Josh Vermaas (Michigan State University): Atomically Resolved Fluxes Across Protein Shells in Photosynthesis and Beyond

Speaker: Josh Vermaas, Michigan State University

Host: Jeffery Klauda

Abstract: Bacterial microcompartments (BMCs) are self-assembling organelles that consist of an enzymatic core that is encapsulated by a selectively permeable protein shell. The enzymatic cores can fulfill multiple functions. Carboxysomes in cyanobacteria are a specific BMC that is responsible for the key carbon fixation in autotrophs. However, bacteria also encapsulate oxygen-sensitive enzymes or reaction pathways with toxic intermediates. Through molecular simulation, we are quantifying the transport and permeation for reactants and products across these protein shells. For photosynthetic metabolites, we find that the permeation rates are all near 0.01 cm/s, near the theoretical optimum rate determined by prior modeling studies. While carbon dioxide is permeable through the carboxysome, we find through atomic-resolution Brownian dynamics simulations that carbon dioxide created in the carboxysome is around 3000 times more likely to be incorporated into the Calvin cycle as it is to leave the carboxysome.

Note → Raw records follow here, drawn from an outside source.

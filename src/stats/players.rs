//! Who played for which team, in which league, in which season.

use serde::Serialize;
use std::collections::BTreeMap;

use super::quality::Diagnostic;
use crate::{
    cli::types::{League, Season},
    error::{Result, StatsError},
    sheets::{Row, Table},
};

/// A player's team for one season.
#[derive(Debug, Clone, PartialEq, Eq, Serialize)]
pub struct TeamSeason {
    pub player: String,
    pub team_name: String,
    pub team_abbrev: String,
    pub league: League,
    pub season: Season,
}

#[derive(Debug, Clone, PartialEq, Eq, Serialize)]
pub struct Player {
    pub player: String,
    /// Ascending by season.
    pub teams: Vec<TeamSeason>,
}

/// Everyone who ever appears in a team abbreviations sheet.
#[derive(Debug, Clone, Default, PartialEq)]
pub struct Roster {
    players: BTreeMap<String, Player>,
}

fn parse_team_season(row: &Row<'_>, league: &League) -> std::result::Result<TeamSeason, String> {
    let season = row
        .count("season")
        .and_then(|s| u16::try_from(s).ok())
        .ok_or("season is not a whole number")?;
    Ok(TeamSeason {
        player: row.text("player").ok_or("missing player")?,
        team_name: row.text("teams").ok_or("missing team name")?,
        team_abbrev: row.text("abbreviations").unwrap_or_default(),
        league: league.clone(),
        season: Season::new(season),
    })
}

impl Roster {
    /// Build from each league's abbreviations sheet. Column prefixes such as
    /// `xbl_` must already be stripped.
    pub fn from_tables<'a>(
        tables: impl IntoIterator<Item = (&'a League, &'a Table)>,
    ) -> (Self, Vec<Diagnostic>) {
        let mut players: BTreeMap<String, Player> = BTreeMap::new();
        let mut rejected = Vec::new();

        for (league, table) in tables {
            for row in table.rows() {
                match parse_team_season(&row, league) {
                    Ok(team) => players
                        .entry(team.player.clone())
                        .or_insert_with(|| Player {
                            player: team.player.clone(),
                            teams: Vec::new(),
                        })
                        .teams
                        .push(team),
                    Err(reason) => {
                        rejected.push(Diagnostic::for_row(table.name(), &row, reason).logged())
                    }
                }
            }
        }

        for player in players.values_mut() {
            player.teams.sort_by_key(|t| t.season);
        }

        (Self { players }, rejected)
    }

    pub fn players(&self) -> &BTreeMap<String, Player> {
        &self.players
    }

    pub fn len(&self) -> usize {
        self.players.len()
    }

    pub fn is_empty(&self) -> bool {
        self.players.is_empty()
    }

    /// Each player's team for `season`, grouped by league. A player listed
    /// more than once for a season counts once, under the last entry loaded.
    pub fn active_players(
        &self,
        leagues: &[League],
        season: Season,
    ) -> BTreeMap<League, Vec<TeamSeason>> {
        let mut active: BTreeMap<League, Vec<TeamSeason>> =
            leagues.iter().map(|l| (l.clone(), Vec::new())).collect();

        for player in self.players.values() {
            if let Some(team) = player.teams.iter().rev().find(|t| t.season == season) {
                active.entry(team.league.clone()).or_default().push(team.clone());
            }
        }
        active
    }

    /// The team `player` played for in `league` during `season`.
    pub fn resolve(&self, player: &str, league: &League, season: Season) -> Result<&TeamSeason> {
        self.players
            .get(player)
            .and_then(|p| {
                p.teams
                    .iter()
                    .find(|t| &t.league == league && t.season == season)
            })
            .ok_or_else(|| StatsError::UnresolvedPlayer {
                player: player.to_string(),
                league: league.to_string(),
                season: season.as_u16(),
            })
    }
}
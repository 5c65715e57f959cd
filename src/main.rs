//! Entry point: parse CLI, set up logging and dispatch to command handlers.

use anyhow::Context;
use clap::Parser;
use std::path::Path;
use tracing_subscriber::{fmt, fmt::writer::BoxMakeWriter, EnvFilter};
use xbl_stats::{
    cli::{Commands, XblStats},
    commands::{handle_build, handle_fetch, BuildParams},
    config::StatsConfig,
};

/// Log to stderr, or to `log_file` when given. `RUST_LOG` overrides the level.
fn init_tracing(log_file: Option<&Path>) -> anyhow::Result<()> {
    let writer = match log_file {
        Some(path) => {
            let file = std::fs::File::create(path)
                .with_context(|| format!("failed to create log file {}", path.display()))?;
            BoxMakeWriter::new(std::sync::Mutex::new(file))
        }
        None => BoxMakeWriter::new(std::io::stderr),
    };

    let subscriber = fmt::Subscriber::builder()
        .with_env_filter(
            EnvFilter::try_from_default_env()
                .unwrap_or_else(|_| EnvFilter::new("xbl_stats=info,warn")),
        )
        .with_writer(writer)
        .with_ansi(log_file.is_none())
        .with_target(false)
        .finish();

    tracing::subscriber::set_global_default(subscriber)
        .context("failed to set tracing subscriber")?;

    Ok(())
}

/// Run the CLI.
#[tokio::main]
async fn main() -> anyhow::Result<()> {
    let app = XblStats::parse();
    init_tracing(app.log_file.as_deref())?;

    match app.command {
        Commands::Fetch {
            source,
            save_dir,
            api_key,
        } => {
            let config = StatsConfig::load(source.config.as_deref())
                .context("failed to load league config")?;
            handle_fetch(&config, &save_dir, api_key)
                .await
                .context("fetch failed")?
        }

        Commands::Build {
            source,
            season,
            raw_dir,
            save_dir,
            query,
        } => {
            let config = StatsConfig::load(source.config.as_deref())
                .context("failed to load league config")?;
            handle_build(BuildParams {
                config,
                season,
                raw_dir,
                save_dir,
                query,
            })
            .context("build failed")?
        }
    }

    Ok(())
}
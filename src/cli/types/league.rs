//! League and competition phase identifiers.

use serde::{Deserialize, Serialize};
use std::fmt;

/// Name of one competition tier (e.g. `XBL`, `AAA`, `AA`).
///
/// Leagues are configuration, not a closed enum: the set of tiers comes from
/// the config file and is passed into the pipeline.
#[derive(Debug, Clone, PartialEq, Eq, PartialOrd, Ord, Hash, Serialize, Deserialize)]
#[serde(transparent)]
pub struct League(pub String);

impl League {
    pub fn new(name: impl Into<String>) -> Self {
        Self(name.into())
    }

    pub fn as_str(&self) -> &str {
        &self.0
    }

    /// Column prefix the league uses in its abbreviation sheet, e.g. `xbl_`.
    pub fn column_prefix(&self) -> String {
        format!("{}_", self.0.to_lowercase())
    }
}

impl fmt::Display for League {
    fn fmt(&self, f: &mut fmt::Formatter<'_>) -> fmt::Result {
        f.write_str(&self.0)
    }
}

/// Part of the competition a game belongs to.
#[derive(Debug, Clone, Copy, PartialEq, Eq, PartialOrd, Ord, Hash, Serialize, Deserialize)]
#[serde(rename_all = "snake_case")]
pub enum Phase {
    Regular,
    Playoffs,
}

impl Phase {
    pub fn is_playoffs(self) -> bool {
        matches!(self, Phase::Playoffs)
    }
}

impl fmt::Display for Phase {
    fn fmt(&self, f: &mut fmt::Formatter<'_>) -> fmt::Result {
        let s = match self {
            Phase::Regular => "regular season",
            Phase::Playoffs => "playoffs",
        };
        f.write_str(s)
    }
}

#[cfg(test)]
mod tests {
    use super::*;

    #[test]
    fn test_league_column_prefix() {
        assert_eq!(League::new("AAA").column_prefix(), "aaa_");
    }

    #[test]
    fn test_league_serializes_as_plain_string() {
        let json = serde_json::to_string(&League::new("XBL")).unwrap();
        assert_eq!(json, "\"XBL\"");
    }

    #[test]
    fn test_phase_display() {
        assert_eq!(Phase::Regular.to_string(), "regular season");
        assert!(Phase::Playoffs.is_playoffs());
        assert!(!Phase::Regular.is_playoffs());
    }
}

Thus, while carboxysomes are technically leaky, carboxysomes overall are highly efficient at maximizing enzymatic catalysis. Harnessing these same design principles, we extend our simulations other metabolites to develop general design principles for BMC engineering for tailored catalysis and metabolism. We find that BMC components are similar in structure when arranged as a sheet or as a spherical particle, and detail the barriers to permeation along the pores within a BMC.

Seminars start at 4:00 pm, and refreshments will be served at 3:45 pm. All seminars are held in the Conference Room (1116) of the Institute for Physical Science and Technology (IPST) Building unless otherwise noted.